» **SOURCE MATERIAL**:
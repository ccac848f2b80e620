//! Router Configuration
//!
//! Assembles the final application router: the `/api/v1` routes, a JSON
//! 404 fallback, request tracing and a permissive CORS policy.
//!
//! CORS is wide open (any origin, method and header) because the API is
//! bearer-token authenticated; there are no cookies for a cross-site page
//! to ride on.

use axum::Router;
use tower::ServiceBuilder;
use tower_http::cors::{Any, CorsLayer};
use tower_http::trace::TraceLayer;

use crate::error::ApiError;
use crate::routes::api_routes::configure_api_routes;
use crate::server::state::AppState;

/// Create the Axum router with all routes configured
///
/// # Layer order
///
/// Tracing wraps CORS wraps the routes, so preflight requests show up in
/// the logs too.
pub fn create_router(app_state: AppState) -> Router<()> {
    let router = configure_api_routes(app_state.clone());

    // Unknown paths answer in the same JSON shape as every other error
    let router = router.fallback(|| async { ApiError::NotFound("Resource") });

    router.with_state(app_state).layer(
        ServiceBuilder::new()
            .layer(TraceLayer::new_for_http())
            .layer(cors_layer()),
    )
}

fn cors_layer() -> CorsLayer {
    CorsLayer::new()
        .allow_origin(Any)
        .allow_methods(Any)
        .allow_headers(Any)
}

» **WORK TO BE COMPLETED**:
Set down precisely the lines above between the line holding "to ride on." and the line holding "the logs too.", inclusive, and nothing beyond them.

» **ANSWER BELOW**:
//! to ride on.

use axum::Router;
use tower::ServiceBuilder;
use tower_http::cors::{Any, CorsLayer};
use tower_http::trace::TraceLayer;

use crate::error::ApiError;
use crate::routes::api_routes::configure_api_routes;
use crate::server::state::AppState;

/// Create the Axum router with all routes configured
///
/// # Layer order
///
/// Tracing wraps CORS wraps the routes, so preflight requests show up in
/// the logs too.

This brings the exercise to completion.